DNA jako nośnik danych coraz bliżej? Nowe ustalenia

DNA jako nośnik danych coraz bliżej. Naukowcy dodali siedem dodatkowych liter do molekularnego alfabetu

DNA już od jakiegoś czasu jest postrzegane jako idealny nośnik do przechowywania danych. Dzięki dodaniu siedmiu dodatkowych liter do molekularnego alfabetu i opracowaniu precyzyjnej metody odczytu przez naukowców z Illinois, wkrótce stanie się to rzeczywistością.

Od naukowców po influencerów mediów społecznościowych – każdy, kto ma do przechowania informacje, może skorzystać z bezpiecznej, trwałej skrytki na dane – a podwójna helisa pasuje do tego celu.

DNA jest jedną z najlepszych opcji, jeśli nie najlepszą, do przechowywania zwłaszcza danych archiwalnych.

Chao Pan, student University of Illinois Urbana-Champaign i współautor nowej techniki

Długowieczność, z którą rywalizuje jedynie trwałość, sprawia, że DNA zostało zaprojektowane tak, by przetrwać najtrudniejsze warunki panujące na Ziemi – czasem przez dziesiątki tysięcy lat – i pozostać realnym źródłem danych. Naukowcy mogą sekwencjonować skamieniałe nici, aby odkryć historie genetyczne i tchnąć życie w dawno zapomniane krajobrazy.
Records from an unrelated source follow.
//! Configuration types and loading.
//!
//! Config is loaded from a JSON file (e.g. `~/.mindbot/config.json`).
//! Secrets (platform credentials, backend API key) can be supplied or
//! overridden via environment variables.

use anyhow::{Context, Result};
use serde::{Deserialize, Serialize};
use std::path::PathBuf;

/// Top-level application config.
#[derive(Debug, Clone, Default, Serialize, Deserialize)]
#[serde(rename_all = "camelCase")]
pub struct Config {
    /// Stream ingress bind/port and platform credentials.
    #[serde(default)]
    pub platform: PlatformConfig,

    /// Agent backend (Dify) settings.
    #[serde(default)]
    pub backend: BackendConfig,

    /// Voice recognition fallback chain.
    #[serde(default)]
    pub recognition: RecognitionConfig,

    /// Card streaming batching/retry settings.
    #[serde(default)]
    pub streaming: StreamingConfig,

    /// Duplicate-delivery suppression window.
    #[serde(default)]
    pub dedup: DedupConfig,

    /// Concurrency and size limits.
    #[serde(default)]
    pub limits: LimitsConfig,
}

/// Platform-facing settings: ingress bind and robot credentials.
#[derive(Debug, Clone, Serialize, Deserialize)]
#[serde(rename_all = "camelCase")]
pub struct PlatformConfig {
    /// Ingress port (default 15250).
    #[serde(default = "default_ingress_port")]
    pub port: u16,

    /// Ingress bind address (default "127.0.0.1").
    #[serde(default = "default_ingress_bind")]
    pub bind: String,

    /// App client id. Overridden by MINDBOT_CLIENT_ID env when set.
    pub client_id: Option<String>,
    /// App client secret. Overridden by MINDBOT_CLIENT_SECRET env when set.
    pub client_secret: Option<String>,
    /// Robot code for the platform bot.
    pub robot_code: Option<String>,
    /// AI card template id used for streamed responses.
    #[serde(default)]
    pub card_template_id: String,
    /// When false, responses are always sent as one plain message.
    #[serde(default = "default_true")]
    pub enable_streaming: bool,
}

impl Default for PlatformConfig {
    fn default() -> Self {
        Self {
            port: default_ingress_port(),
            bind: default_ingress_bind(),
            client_id: None,
            client_secret: None,
            robot_code: None,
            card_template_id: String::new(),
            enable_streaming: true,
        }
    }
}

/// Agent backend settings (Dify chat-messages API).
#[derive(Debug, Clone, Default, Serialize, Deserialize)]
#[serde(rename_all = "camelCase")]
pub struct BackendConfig {
    /// API base URL (e.g. "https://api.dify.ai/v1"). Default is loopback.
    pub base_url: Option<String>,
    /// API key. Overridden by MINDBOT_BACKEND_API_KEY env when set.
    pub api_key: Option<String>,
    /// Request timeout in seconds (default 120).
    #[serde(default = "default_backend_timeout_secs")]
    pub timeout_secs: u64,
}

/// One hosted speech-to-text fallback endpoint.
#[derive(Debug, Clone, Serialize, Deserialize)]
#[serde(rename_all = "camelCase")]
pub struct TranscriptionEndpointConfig {
    pub base_url: String,
    pub api_key: Option<String>,
    #[serde(default = "default_transcription_model")]
    pub model: String,
}

/// Recognition chain settings: per-tier timeout and fallback endpoints tried
/// after the platform-native transcript.
#[derive(Debug, Clone, Serialize, Deserialize)]
#[serde(rename_all = "camelCase")]
pub struct RecognitionConfig {
    /// Per-provider timeout in seconds (default 10).
    #[serde(default = "default_provider_timeout_secs")]
    pub provider_timeout_secs: u64,

    /// Fallback speech-to-text endpoints, tried in order.
    #[serde(default)]
    pub fallback_endpoints: Vec<TranscriptionEndpointConfig>,
}

impl Default for RecognitionConfig {
    fn default() -> Self {
        Self {
            provider_timeout_secs: default_provider_timeout_secs(),
            fallback_endpoints: Vec::new(),
        }
    }
}

/// Card streaming batching and retry settings.
#[derive(Debug, Clone, Serialize, Deserialize)]
#[serde(rename_all = "camelCase")]
pub struct StreamingConfig {
    /// Flush once this many characters are pending (default 20).
    #[serde(default = "default_min_flush_chars")]
    pub min_flush_chars: usize,
    /// Flush pending text after this many milliseconds (default 50).
    #[serde(default = "default_flush_debounce_ms")]
    pub flush_debounce_ms: u64,
    /// Retries per card update before the stream degrades (default 3).
    #[serde(default = "default_max_push_retries")]
    pub max_push_retries: u32,
    /// Delay between retries in milliseconds (default 500).
    #[serde(default = "default_retry_delay_ms")]
    pub retry_delay_ms: u64,
    /// Per delivery-call timeout in seconds (default 10).
    #[serde(default = "default_call_timeout_secs")]
    pub call_timeout_secs: u64,
}

impl Default for StreamingConfig {
    fn default() -> Self {
        Self {
            min_flush_chars: default_min_flush_chars(),
            flush_debounce_ms: default_flush_debounce_ms(),
            max_push_retries: default_max_push_retries(),
            retry_delay_ms: default_retry_delay_ms(),
            call_timeout_secs: default_call_timeout_secs(),
        }
    }
}

/// Duplicate-suppression window settings.
#[derive(Debug, Clone, Serialize, Deserialize)]
#[serde(rename_all = "camelCase")]
pub struct DedupConfig {
    /// Key time-to-live in seconds (default 300).
    #[serde(default = "default_dedup_ttl_secs")]
    pub ttl_secs: u64,
    /// Cap on live entries; oldest evicted first (default 1000).
    #[serde(default = "default_dedup_capacity")]
    pub capacity: usize,
}

impl Default for DedupConfig {
    fn default() -> Self {
        Self {
            ttl_secs: default_dedup_ttl_secs(),
            capacity: default_dedup_capacity(),
        }
    }
}

/// Concurrency and message-size limits.
#[derive(Debug, Clone, Serialize, Deserialize)]
#[serde(rename_all = "camelCase")]
pub struct LimitsConfig {
    /// Outstanding backend calls allowed at once (default 64).
    #[serde(default = "default_max_concurrent_backend_calls")]
    pub max_concurrent_backend_calls: usize,
    /// Plain-message length cap; longer text is truncated (default 5000).
    #[serde(default = "default_message_limit")]
    pub message_limit: usize,
}

impl Default for LimitsConfig {
    fn default() -> Self {
        Self {
            max_concurrent_backend_calls: default_max_concurrent_backend_calls(),
            message_limit: default_message_limit(),
        }
    }
}

fn default_ingress_port() -> u16 {
    15250
}

fn default_ingress_bind() -> String {
    "127.0.0.1".to_string()
}

fn default_true() -> bool {
    true
}

fn default_backend_timeout_secs() -> u64 {
    120
}

fn default_transcription_model() -> String {
    "whisper-1".to_string()
}

fn default_provider_timeout_secs() -> u64 {
    10
}

fn default_min_flush_chars() -> usize {
    20
}

fn default_flush_debounce_ms() -> u64 {
    50
}

fn default_max_push_retries() -> u32 {
    3
}

fn default_retry_delay_ms() -> u64 {
    500
}

fn default_call_timeout_secs() -> u64 {
    10
}

fn default_dedup_ttl_secs() -> u64 {
    300
}

fn default_dedup_capacity() -> usize {
    1000
}

fn default_max_concurrent_backend_calls() -> usize {
    64
}

fn default_message_limit() -> usize {
    5000
}

/// Resolve the backend API key: env MINDBOT_BACKEND_API_KEY overrides config.
pub fn resolve_backend_api_key(config: &Config) -> Option<String> {
    env_or(&config.backend.api_key, "MINDBOT_BACKEND_API_KEY")
}

/// Resolve platform credentials (client id, client secret): env overrides config.
pub fn resolve_platform_credentials(config: &Config) -> (Option<String>, Option<String>) {
    (
        env_or(&config.platform.client_id, "MINDBOT_CLIENT_ID"),
        env_or(&config.platform.client_secret, "MINDBOT_CLIENT_SECRET"),
    )
}

fn env_or(configured: &Option<String>, var: &str) -> Option<String> {
    std::env::var(var)
        .ok()
        .map(|s| s.trim().to_string())
        .filter(|s| !s.is_empty())
        .or_else(|| {
            configured
                .as_ref()
                .map(|s| s.trim().to_string())
                .filter(|s| !s.is_empty())
        })
}

/// Resolve config path from env or default (~/.mindbot/config.json).
pub fn default_config_path() -> PathBuf {
    std::env::var("MINDBOT_CONFIG_PATH")
        .map(PathBuf::from)
        .unwrap_or_else(|_| {
            dirs::home_dir()
                .map(|h| h.join(".mindbot").join("config.json"))
                .unwrap_or_else(|| PathBuf::from("config.json"))
        })
}

/// Load config from the default path (or MINDBOT_CONFIG_PATH). Missing file
/// => default config. Returns the config and the path that was used.
pub fn load_config(path: Option<PathBuf>) -> Result<(Config, PathBuf)> {
    let path = path.unwrap_or_else(default_config_path);
    let config = if !path.exists() {
        log::debug!("config file not found, using defaults: {}", path.display());
        Config::default()
    } else {
        let s = std::fs::read_to_string(&path)
            .with_context(|| format!("reading config from {}", path.display()))?;
        serde_json::from_str(&s)
            .with_context(|| format!("parsing config from {}", path.display()))?
    };
    Ok((config, path))
}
Każdego dnia w Internecie generowanych jest kilka petabajtów danych. Do przechowywania tych danych wystarczyłby zaledwie jeden gram DNA. Tak gęste jest DNA jako nośnik danych.

Kasra Tabatabaei z Beckman Institute for Advanced Science and Technology, współautor badania

Inną cechą DNA jest jego naturalna obfitość i niemal nieskończona odnawialność – cecha, której nie dysponuje najbardziej zaawansowany system przechowywania danych dostępny obecnie na rynku: krzemowe mikrochipy, które często krążą w obiegu przez zaledwie kilkadziesiąt lat.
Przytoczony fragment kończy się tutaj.